Thursday, May 20, 2010

Game Theory and Natural Selection

Richard Dawkins shares a fascinating application of game theory in his 1976 book "The Selfish Gene," which he attributes to biologist J. Maynard Smith.

I won't get too far into the details, but a mixed-strategy Nash equilibrium in game theory is essentially the set of best strategies for each player in a game, given the other player's strategies. For instance, in soccer, the shooter shouldn't always kick to the right side of the goal, even if it's his strongest side, because the goalie would always dive to the same side and stop most of the shots. It may be the case, for example, that the shooter should kick right 5/7 of the time and left 2/7 of the time, while the goalie should dive right 3/4 of the time and left 1/4 of the time. If either player deviates from this strategy, he is worse off.

Dawkins applies this same idea to the evolution of genes for aggression:

An evolutionary stable strategy or ESS is defined as a strategy which, if most of the members of a population adopt it, cannot be bettered by an alternative strategy. It is a subtle and important idea. Another way of putting it is to say that the best strategy for an individual depends on what the majority of the population are doing. Since the rest of the population consists of individuals, each one trying to maximize his own success, the only strategy that persists will be one which, once employed, cannot be bettered by any deviant individual. Following a major environmental change there may be a brief period of evolutionary instability, perhaps even oscillation in the population. But once an ESS is achieved it will stay: selection will penalize deviation from it.
Dawkins imagines a species in which individuals could act as either "doves" or "hawks" (not the actual birds, but the attitudes toward aggression). Doves never pick fights and always run away when threatened. Hawks always fight as hard as they can, only surrendering when seriously injured. Dawkins assigns some arbitrary payouts to each strategy and concludes that neither can completely dominate: a hawk has a huge advantage in a population full of doves, and vice versa. However, a fixed proportion of the two strategies will eventually emerge and hold stable, when the payoffs to being a dove or being a hawk are equal. In Dawkins' numerical example, equilibrium is reached when the population consists of 5/12 doves and 7/12 hawks.

4 comments:

Unknown said...

I love this stuff. If you're interested, John Maynard Smith has a short book that delves into the application of game theory to evolutionary biology called Evolution and the Theory of Games that is very good.

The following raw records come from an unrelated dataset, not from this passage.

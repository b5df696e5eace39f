//! Analysis Orchestrator: one résumé vs one role, end to end.
//!
//! Flow: skills (extract or stored) + embeddings (encode or cached, in parallel)
//!       → match score → skill gap → roadmap → `AnalysisResult`.
//!
//! Stored roles get their description embedding computed on first use and written
//! back through `EmbeddingCache`. Free-text roles are never cached or persisted.

use std::sync::Arc;

use serde::{Deserialize, Serialize};
use tracing::{debug, info, warn};
use uuid::Uuid;

use crate::analysis::cache::EmbeddingCache;
use crate::embedding::{Embedder, EmbeddingVector};
use crate::errors::AppError;
use crate::matching::extractor::SkillExtractor;
use crate::matching::gap::analyze_gap;
use crate::matching::similarity::match_score;
use crate::recommendation::{RecommendationEngine, RecommendationPlan};

/// Role name reported for analyses against free-form job descriptions.
pub const FREE_TEXT_ROLE_NAME: &str = "User-defined role";

// ────────────────────────────────────────────────────────────────────────────
// Inputs
// ────────────────────────────────────────────────────────────────────────────

/// A résumé that was already processed and persisted.
#[derive(Debug, Clone)]
pub struct StoredCandidate {
    pub text: String,
    pub skills: Vec<String>,
    pub cached_embedding: Option<Vec<u8>>,
}

#[derive(Debug, Clone)]
pub enum CandidateInput {
    /// Raw résumé text; skills and embedding are computed now.
    Text(String),
    Stored(StoredCandidate),
}

/// A catalogued role. `cached_embedding` is `None` until the first analysis.
#[derive(Debug, Clone)]
pub struct RoleProfile {
    pub id: Uuid,
    pub name: String,
    pub description: String,
    /// In declaration order; drives the order of matched and missing skills.
    pub required_skills: Vec<String>,
    pub cached_embedding: Option<Vec<u8>>,
}

#[derive(Debug, Clone)]
pub enum RoleInput {
    Stored(RoleProfile),
    /// Free-form job description; required skills are extracted from it.
    Text(String),
}

// ────────────────────────────────────────────────────────────────────────────
// Output
// ────────────────────────────────────────────────────────────────────────────

#[derive(Debug, Clone, PartialEq, Serialize, Deserialize)]
pub struct AnalysisResult {
    #[serde(rename = "job_match_score")]
    pub score: f32,
    pub role_name: String,
    pub matched_skills: Vec<String>,
    pub missing_skills: Vec<String>,
    pub recommendations: RecommendationPlan,
}

// ────────────────────────────────────────────────────────────────────────────
// Orchestrator
// ────────────────────────────────────────────────────────────────────────────

pub struct AnalysisOrchestrator {
    extractor: Arc<SkillExtractor>,
    embedder: Arc<dyn Embedder>,
    recommender: RecommendationEngine,
    cache: Arc<dyn EmbeddingCache>,
}

impl AnalysisOrchestrator {
    pub fn new(
        extractor: Arc<SkillExtractor>,
        embedder: Arc<dyn Embedder>,
        recommender: RecommendationEngine,
        cache: Arc<dyn EmbeddingCache>,
    ) -> Self {
        Self {
            extractor,
            embedder,
            recommender,
            cache,
        }
    }

    pub fn extractor(&self) -> &SkillExtractor {
        &self.extractor
    }

    /// Encodes `text` on the blocking pool.
    pub async fn encode(&self, text: &str) -> Result<EmbeddingVector, AppError> {
        let embedder = Arc::clone(&self.embedder);
        let text = text.to_string();
        tokio::task::spawn_blocking(move || embedder.encode(&text))
            .await
            .map_err(|e| AppError::Internal(anyhow::anyhow!("embedding task failed: {e}")))?
            .map_err(AppError::from)
    }

    pub async fn run_analysis(
        &self,
        candidate: CandidateInput,
        role: RoleInput,
    ) -> Result<AnalysisResult, AppError> {
        let candidate_skills = match &candidate {
            CandidateInput::Text(text) => self.extractor.extract(text),
            CandidateInput::Stored(stored) => stored.skills.clone(),
        };
        let (role_name, required_skills) = match &role {
            RoleInput::Stored(profile) => (profile.name.clone(), profile.required_skills.clone()),
            RoleInput::Text(text) => (FREE_TEXT_ROLE_NAME.to_string(), self.extractor.extract(text)),
        };

        let (candidate_embedding, role_embedding) = tokio::try_join!(
            self.candidate_embedding(&candidate),
            self.role_embedding(&role),
        )?;

        let score = match_score(&candidate_embedding, &role_embedding);
        let gap = analyze_gap(&candidate_skills, &required_skills);
        let recommendations = self.recommender.recommend(&gap.missing, score);

        info!(
            role = %role_name,
            score,
            matched = gap.matched.len(),
            missing = gap.missing.len(),
            "analysis complete"
        );

        Ok(AnalysisResult {
            score,
            role_name,
            matched_skills: gap.matched,
            missing_skills: gap.missing,
            recommendations,
        })
    }

    async fn candidate_embedding(
        &self,
        candidate: &CandidateInput,
    ) -> Result<EmbeddingVector, AppError> {
        match candidate {
            CandidateInput::Text(text) => self.encode(text).await,
            CandidateInput::Stored(stored) => {
                if let Some(vector) = self.decode_cached(stored.cached_embedding.as_deref()) {
                    return Ok(vector);
                }
                warn!("stored résumé embedding missing or unreadable; re-encoding résumé text");
                self.encode(&stored.text).await
            }
        }
    }

    async fn role_embedding(&self, role: &RoleInput) -> Result<EmbeddingVector, AppError> {
        let profile = match role {
            RoleInput::Text(text) => return self.encode(text).await,
            RoleInput::Stored(profile) => profile,
        };

        if let Some(vector) = self.decode_cached(profile.cached_embedding.as_deref()) {
            debug!(role_id = %profile.id, "role embedding cache hit");
            return Ok(vector);
        }

        debug!(role_id = %profile.id, "role embedding cache miss; encoding description");
        let vector = self.encode(&profile.description).await?;

        // A failed write-back only costs a recomputation next time.
        if let Err(e) = self.cache.store(profile.id, &vector.to_bytes()).await {
            warn!(role_id = %profile.id, "failed to cache role embedding: {e}");
        }
        Ok(vector)
    }

    /// Decodes cached bytes, treating absent or corrupt blobs as a miss.
    fn decode_cached(&self, bytes: Option<&[u8]>) -> Option<EmbeddingVector> {
        let bytes = bytes?;
        match EmbeddingVector::from_bytes_with_dimension(bytes, self.embedder.dimension()) {
            Ok(vector) => Some(vector),
            Err(e) => {
                warn!("discarding cached embedding: {e}");
                None
            }
        }
    }
}

// ────────────────────────────────────────────────────────────────────────────
// Tests
// ────────────────────────────────────────────────────────────────────────────
//! Résumé document text extraction.

use thiserror::Error;

#[derive(Debug, Error)]
pub enum DocumentError {
    #[error("file is not a PDF document")]
    NotPdf,

    #[error("PDF text extraction failed: {0}")]
    Extraction(String),

    #[error("document contains no extractable text")]
    Empty,
}

/// Extracts the text layer of a PDF. CPU-bound; call from the blocking pool.
pub fn extract_pdf_text(bytes: &[u8]) -> Result<String, DocumentError> {
    if !looks_like_pdf(bytes) {
        return Err(DocumentError::NotPdf);
    }

    let text = pdf_extract::extract_text_from_mem(bytes)
        .map_err(|e| DocumentError::Extraction(e.to_string()))?;

    let text = text.trim();
    if text.is_empty() {
        return Err(DocumentError::Empty);
    }
    Ok(text.to_string())
}

fn looks_like_pdf(bytes: &[u8]) -> bool {
    bytes.starts_with(b"%PDF-")
}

I can't remember, does the Selfish Gene go into Dawkins' study of the behavior of wasps that makes use of game theory? That one is a great example of game theory having practical, real-world applications.

Greg Finley said...

Not sure if Selfish Gene talks about wasps--still reading it. Google search proved inconclusive.

Thanks for pointing out the Smith book. Though I saw the hefty price (even for the Kindle edition) and was taken aback. I guess that violates my prior assertion that book prices don't matter much because books are poor substitutes for one another.

Unknown said...

I've got it if you ever want to borrow it.

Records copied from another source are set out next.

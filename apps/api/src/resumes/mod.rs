//! Résumé ingestion: document text → skills, education, experience, embedding → stored row.

pub mod document;
pub mod handlers;
pub mod store;

use serde::Serialize;
use sqlx::PgPool;
use tracing::info;
use uuid::Uuid;

use crate::analysis::orchestrator::{AnalysisOrchestrator, CandidateInput, StoredCandidate};
use crate::errors::AppError;
use crate::models::resume::ResumeRow;

#[derive(Debug, Serialize)]
pub struct ResumeIngestResponse {
    pub resume_id: Uuid,
    pub skills: Vec<String>,
    pub skill_count: usize,
    pub education: Vec<String>,
    pub experience: Vec<String>,
}

/// Processes extracted résumé text and persists the result.
pub async fn ingest_resume(
    pool: &PgPool,
    orchestrator: &AnalysisOrchestrator,
    user_id: Uuid,
    file_name: &str,
    text: &str,
) -> Result<ResumeIngestResponse, AppError> {
    let profile = orchestrator.extractor().profile(text);
    let embedding = orchestrator.encode(&profile.text).await?;

    let resume_id =
        store::insert_resume(pool, user_id, file_name, &profile, &embedding.to_bytes()).await?;

    info!(
        %resume_id,
        %user_id,
        skills = profile.skills.len(),
        "resume processed"
    );

    Ok(ResumeIngestResponse {
        resume_id,
        skill_count: profile.skills.len(),
        skills: profile.skills,
        education: profile.education,
        experience: profile.experience,
    })
}

impl From<ResumeRow> for CandidateInput {
    fn from(row: ResumeRow) -> Self {
        CandidateInput::Stored(StoredCandidate {
            text: row.parsed_text,
            skills: row.skills,
            cached_embedding: row.resume_embedding,
        })
    }
}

But yeah, books actually end up being closer substitutes than you'd think, so long as they aren't serving a specific function like an instruction manual or textbook for a class or something--after all, it's all just ways to use our time. Even blogs can, in some sense, be considered substitutes for books in that way.

Greg Finley said...

True. As they say, "there's nothing new under the sun," so it's unlikely that there's just one book on any given topic.